TRY IT ▸
Write out the data exactly from its first line onward, ending with the line in which "pub use dispatch::Dispatcher;" appears.

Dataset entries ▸
>>>

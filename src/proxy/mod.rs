//! Request forwarding
//!
//! This module implements the gateway's dispatch path: building the upstream
//! request from a matched route, exchanging it with the upstream, and mapping
//! failures to client responses.

pub mod dispatch;
pub mod error;
pub mod form;
pub mod upstream;

pub use dispatch::Dispatcher;
pub use error::GatewayError;
pub use form::FormFields;
pub use upstream::{OutboundRequest, UpstreamClient};
use tracing_subscriber::EnvFilter;

use waypoint::config::Config;
use waypoint::server;

#[tokio::main]
async fn main() -> anyhow::Result<()> {
    tracing_subscriber::fmt()
        .with_env_filter(
            EnvFilter::try_from_default_env().unwrap_or_else(|_| EnvFilter::new("waypoint=info")),
        )
        .with_target(false)
        .with_level(true)
        .init();

    let cfg = Config::load()?;

    for route in &cfg.routes {
        tracing::info!(prefix = %route.prefix, upstream = %route.upstream, "Route registered");
    }

    tokio::select! {
        res = server::listener::run(&cfg) => {
            res?;
        }

        _ = tokio::signal::ctrl_c() => {
            tracing::info!("Shutdown signal received");
        }
    }

    Ok(())
}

<<<

OUTPUT ▸
filename src/proxy/mod.rs
//! Request forwarding
//!
//! This module implements the gateway's dispatch path: building the upstream
//! request from a matched route, exchanging it with the upstream, and mapping
//! failures to client responses.

pub mod dispatch;
pub mod error;
pub mod form;
pub mod upstream;

pub use dispatch::Dispatcher;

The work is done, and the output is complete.